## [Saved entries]
· · ·

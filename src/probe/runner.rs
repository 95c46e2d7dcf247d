//! External process capability used by the probes.
//!
//! Mechanism only: start a command, read stdout in bounded chunks, kill, wait.
//! Retry and timeout policy live in the probes.

use async_trait::async_trait;
use std::process::Stdio;
use std::time::Duration;
use tokio::io::{AsyncRead, AsyncReadExt};
use tokio::process::{Child, ChildStdout, Command};
use tokio::task::JoinHandle;

/// Stderr beyond this many bytes is dropped from diagnostics
const MAX_STDERR_BYTES: usize = 64 * 1024;

/// How long to wait for stderr to close once the process has exited.
/// Descendants of the tool can keep the pipe open after it dies.
const STDERR_DRAIN_GRACE: Duration = Duration::from_secs(1);

/// Errors raised by a process backend
#[derive(Debug, thiserror::Error)]
pub enum ProcessError {
    #[error("{0} is not installed or not on PATH")]
    ToolNotFound(String),

    #[error("Failed to spawn {program}: {source}")]
    Spawn {
        program: String,
        #[source]
        source: std::io::Error,
    },

    #[error("Failed to capture {0} pipe")]
    PipeUnavailable(&'static str),

    #[error("Process I/O error: {0}")]
    Io(#[from] std::io::Error),
}

/// A fully specified external command
#[derive(Debug, Clone, PartialEq, Eq)]
pub struct ToolCommand {
    pub program: String,
    pub args: Vec<String>,
}

impl ToolCommand {
    pub fn new(program: impl Into<String>) -> Self {
        Self {
            program: program.into(),
            args: Vec::new(),
        }
    }

    pub fn arg(mut self, arg: impl Into<String>) -> Self {
        self.args.push(arg.into());
        self
    }

    pub fn args<I, S>(mut self, args: I) -> Self
    where
        I: IntoIterator<Item = S>,
        S: Into<String>,
    {
        self.args.extend(args.into_iter().map(Into::into));
        self
    }

    /// Shell-like rendering for logs
    pub fn display(&self) -> String {
        std::iter::once(self.program.as_str())
            .chain(self.args.iter().map(String::as_str))
            .collect::<Vec<_>>()
            .join(" ")
    }
}

/// How a process ended
#[derive(Debug, Clone, PartialEq, Eq)]
pub struct ExitInfo {
    /// `None` when the process was terminated by a signal
    pub code: Option<i32>,
    /// Captured standard error, lossily decoded
    pub stderr: String,
}

impl ExitInfo {
    pub fn success(&self) -> bool {
        self.code == Some(0)
    }
}

/// Starts external commands
#[async_trait]
pub trait ProcessRunner: Send + Sync {
    /// Start `command`. Fails with [`ProcessError::ToolNotFound`] if the executable is absent.
    async fn start(&self, command: &ToolCommand) -> Result<Box<dyn ProcessHandle>, ProcessError>;
}

/// A running (or finished) external process
#[async_trait]
pub trait ProcessHandle: Send {
    /// Read up to `max_bytes` of stdout. `Ok(None)` is end of stream.
    async fn read_chunk(&mut self, max_bytes: usize) -> Result<Option<Vec<u8>>, ProcessError>;

    /// Forcibly terminate. Idempotent and safe after natural exit.
    async fn kill(&mut self) -> Result<(), ProcessError>;

    /// Wait for exit and collect diagnostics
    async fn wait(&mut self) -> Result<ExitInfo, ProcessError>;
}

/// Native backend on top of `tokio::process`
#[derive(Debug, Clone, Default)]
pub struct TokioProcessRunner;

impl TokioProcessRunner {
    pub fn new() -> Self {
        Self
    }
}

#[async_trait]
impl ProcessRunner for TokioProcessRunner {
    async fn start(&self, command: &ToolCommand) -> Result<Box<dyn ProcessHandle>, ProcessError> {
        let mut child = Command::new(&command.program)
            .args(&command.args)
            .stdin(Stdio::null())
            .stdout(Stdio::piped())
            .stderr(Stdio::piped())
            .kill_on_drop(true)
            .spawn()
            .map_err(|e| {
                if e.kind() == std::io::ErrorKind::NotFound {
                    ProcessError::ToolNotFound(command.program.clone())
                } else {
                    ProcessError::Spawn {
                        program: command.program.clone(),
                        source: e,
                    }
                }
            })?;

        let stdout = child
            .stdout
            .take()
            .ok_or(ProcessError::PipeUnavailable("stdout"))?;
        let stderr = child
            .stderr
            .take()
            .ok_or(ProcessError::PipeUnavailable("stderr"))?;

        // Drain stderr concurrently so a chatty tool cannot block on a full pipe
        let stderr_task = tokio::spawn(collect_bounded(stderr, MAX_STDERR_BYTES));

        tracing::debug!(command = %command.display(), pid = ?child.id(), "Spawned tool");

        Ok(Box::new(TokioProcessHandle {
            child,
            stdout,
            stderr_task: Some(stderr_task),
            exit: None,
        }))
    }
}

struct TokioProcessHandle {
    child: Child,
    stdout: ChildStdout,
    stderr_task: Option<JoinHandle<String>>,
    exit: Option<ExitInfo>,
}

#[async_trait]
impl ProcessHandle for TokioProcessHandle {
    async fn read_chunk(&mut self, max_bytes: usize) -> Result<Option<Vec<u8>>, ProcessError> {
        let mut buf = vec![0u8; max_bytes.max(1)];
        let n = self.stdout.read(&mut buf).await?;
        if n == 0 {
            return Ok(None);
        }
        buf.truncate(n);
        Ok(Some(buf))
    }

    async fn kill(&mut self) -> Result<(), ProcessError> {
        if self.exit.is_some() {
            return Ok(());
        }
        // Already reaped or exited: nothing left to kill
        if let Ok(Some(_)) = self.child.try_wait() {
            return Ok(());
        }
        match self.child.kill().await {
            Ok(()) => Ok(()),
            Err(e) if e.kind() == std::io::ErrorKind::InvalidInput => Ok(()),
            Err(e) => Err(e.into()),
        }
    }

    async fn wait(&mut self) -> Result<ExitInfo, ProcessError> {
        if let Some(exit) = &self.exit {
            return Ok(exit.clone());
        }
        let status = self.child.wait().await?;
        let stderr = match self.stderr_task.take() {
            Some(mut task) => match tokio::time::timeout(STDERR_DRAIN_GRACE, &mut task).await {
                Ok(joined) => joined.unwrap_or_default(),
                Err(_) => {
                    task.abort();
                    String::new()
                }
            },
            None => String::new(),
        };
        let exit = ExitInfo {
            code: status.code(),
            stderr,
        };
        self.exit = Some(exit.clone());
        Ok(exit)
    }
}

async fn collect_bounded<R: AsyncRead + Unpin>(mut reader: R, limit: usize) -> String {
    let mut collected = Vec::new();
    let mut buf = [0u8; 4096];
    loop {
        match reader.read(&mut buf).await {
            Ok(0) | Err(_) => break,
            Ok(n) => {
                let room = limit.saturating_sub(collected.len());
                collected.extend_from_slice(&buf[..n.min(room)]);
            }
        }
    }
    String::from_utf8_lossy(&collected).trim().to_string()
}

· · ·

Restate the entries above word for word.

## [TASK ANSWER]
filename src/probe/runner.rs
repository 95c46e2d7dcf247d
//! External process capability used by the probes.
//!
//! Mechanism only: start a command, read stdout in bounded chunks, kill, wait.
//! Retry and timeout policy live in the probes.

use async_trait::async_trait;
use std::process::Stdio;
use std::time::Duration;
use tokio::io::{AsyncRead, AsyncReadExt};
use tokio::process::{Child, ChildStdout, Command};
use tokio::task::JoinHandle;

/// Stderr beyond this many bytes is dropped from diagnostics
const MAX_STDERR_BYTES: usize = 64 * 1024;

/// How long to wait for stderr to close once the process has exited.
/// Descendants of the tool can keep the pipe open after it dies.
const STDERR_DRAIN_GRACE: Duration = Duration::from_secs(1);

/// Errors raised by a process backend
#[derive(Debug, thiserror::Error)]
pub enum ProcessError {
    #[error("{0} is not installed or not on PATH")]
    ToolNotFound(String),

    #[error("Failed to spawn {program}: {source}")]
    Spawn {
        program: String,
        #[source]
        source: std::io::Error,
    },

    #[error("Failed to capture {0} pipe")]
    PipeUnavailable(&'static str),

    #[error("Process I/O error: {0}")]
    Io(#[from] std::io::Error),
}

/// A fully specified external command
#[derive(Debug, Clone, PartialEq, Eq)]
pub struct ToolCommand {
    pub program: String,
    pub args: Vec<String>,
}

impl ToolCommand {
    pub fn new(program: impl Into<String>) -> Self {
        Self {
            program: program.into(),
            args: Vec::new(),
        }
    }

    pub fn arg(mut self, arg: impl Into<String>) -> Self {
        self.args.push(arg.into());
        self
    }

    pub fn args<I, S>(mut self, args: I) -> Self
    where
        I: IntoIterator<Item = S>,
        S: Into<String>,
    {
        self.args.extend(args.into_iter().map(Into::into));
        self
    }

    /// Shell-like rendering for logs
    pub fn display(&self) -> String {
        std::iter::once(self.program.as_str())
            .chain(self.args.iter().map(String::as_str))
            .collect::<Vec<_>>()
            .join(" ")
    }
}

/// How a process ended
#[derive(Debug, Clone, PartialEq, Eq)]
pub struct ExitInfo {
    /// `None` when the process was terminated by a signal
    pub code: Option<i32>,
    /// Captured standard error, lossily decoded
    pub stderr: String,
}

impl ExitInfo {
    pub fn success(&self) -> bool {
        self.code == Some(0)
    }
}

/// Starts external commands
#[async_trait]
pub trait ProcessRunner: Send + Sync {
    /// Start `command`. Fails with [`ProcessError::ToolNotFound`] if the executable is absent.
    async fn start(&self, command: &ToolCommand) -> Result<Box<dyn ProcessHandle>, ProcessError>;
}

/// A running (or finished) external process
#[async_trait]
pub trait ProcessHandle: Send {
    /// Read up to `max_bytes` of stdout. `Ok(None)` is end of stream.
    async fn read_chunk(&mut self, max_bytes: usize) -> Result<Option<Vec<u8>>, ProcessError>;

    /// Forcibly terminate. Idempotent and safe after natural exit.
    async fn kill(&mut self) -> Result<(), ProcessError>;

    /// Wait for exit and collect diagnostics
    async fn wait(&mut self) -> Result<ExitInfo, ProcessError>;
}

/// Native backend on top of `tokio::process`
#[derive(Debug, Clone, Default)]
pub struct TokioProcessRunner;

impl TokioProcessRunner {
    pub fn new() -> Self {
        Self
    }
}

#[async_trait]
impl ProcessRunner for TokioProcessRunner {
    async fn start(&self, command: &ToolCommand) -> Result<Box<dyn ProcessHandle>, ProcessError> {
        let mut child = Command::new(&command.program)
            .args(&command.args)
            .stdin(Stdio::null())
            .stdout(Stdio::piped())
            .stderr(Stdio::piped())
            .kill_on_drop(true)
            .spawn()
            .map_err(|e| {
                if e.kind() == std::io::ErrorKind::NotFound {
                    ProcessError::ToolNotFound(command.program.clone())
                } else {
                    ProcessError::Spawn {
                        program: command.program.clone(),
                        source: e,
                    }
                }
            })?;

        let stdout = child
            .stdout
            .take()
            .ok_or(ProcessError::PipeUnavailable("stdout"))?;
        let stderr = child
            .stderr
            .take()
            .ok_or(ProcessError::PipeUnavailable("stderr"))?;

        // Drain stderr concurrently so a chatty tool cannot block on a full pipe
        let stderr_task = tokio::spawn(collect_bounded(stderr, MAX_STDERR_BYTES));

        tracing::debug!(command = %command.display(), pid = ?child.id(), "Spawned tool");

        Ok(Box::new(TokioProcessHandle {
            child,
            stdout,
            stderr_task: Some(stderr_task),
            exit: None,
        }))
    }
}

struct TokioProcessHandle {
    child: Child,
    stdout: ChildStdout,
    stderr_task: Option<JoinHandle<String>>,
    exit: Option<ExitInfo>,
}

#[async_trait]
impl ProcessHandle for TokioProcessHandle {
    async fn read_chunk(&mut self, max_bytes: usize) -> Result<Option<Vec<u8>>, ProcessError> {
        let mut buf = vec![0u8; max_bytes.max(1)];
        let n = self.stdout.read(&mut buf).await?;
        if n == 0 {
            return Ok(None);
        }
        buf.truncate(n);
        Ok(Some(buf))
    }

    async fn kill(&mut self) -> Result<(), ProcessError> {
        if self.exit.is_some() {
            return Ok(());
        }
        // Already reaped or exited: nothing left to kill
        if let Ok(Some(_)) = self.child.try_wait() {
            return Ok(());
        }
        match self.child.kill().await {
            Ok(()) => Ok(()),
            Err(e) if e.kind() == std::io::ErrorKind::InvalidInput => Ok(()),
            Err(e) => Err(e.into()),
        }
    }

    async fn wait(&mut self) -> Result<ExitInfo, ProcessError> {
        if let Some(exit) = &self.exit {
            return Ok(exit.clone());
        }
        let status = self.child.wait().await?;
        let stderr = match self.stderr_task.take() {
            Some(mut task) => match tokio::time::timeout(STDERR_DRAIN_GRACE, &mut task).await {
                Ok(joined) => joined.unwrap_or_default(),
                Err(_) => {
                    task.abort();
                    String::new()
                }
            },
            None => String::new(),
        };
        let exit = ExitInfo {
            code: status.code(),
            stderr,
        };
        self.exit = Some(exit.clone());
        Ok(exit)
    }
}

async fn collect_bounded<R: AsyncRead + Unpin>(mut reader: R, limit: usize) -> String {
    let mut collected = Vec::new();
    let mut buf = [0u8; 4096];
    loop {
        match reader.read(&mut buf).await {
            Ok(0) | Err(_) => break,
            Ok(n) => {
                let room = limit.saturating_sub(collected.len());
                collected.extend_from_slice(&buf[..n.min(room)]);
            }
        }
    }
    String::from_utf8_lossy(&collected).trim().to_string()
}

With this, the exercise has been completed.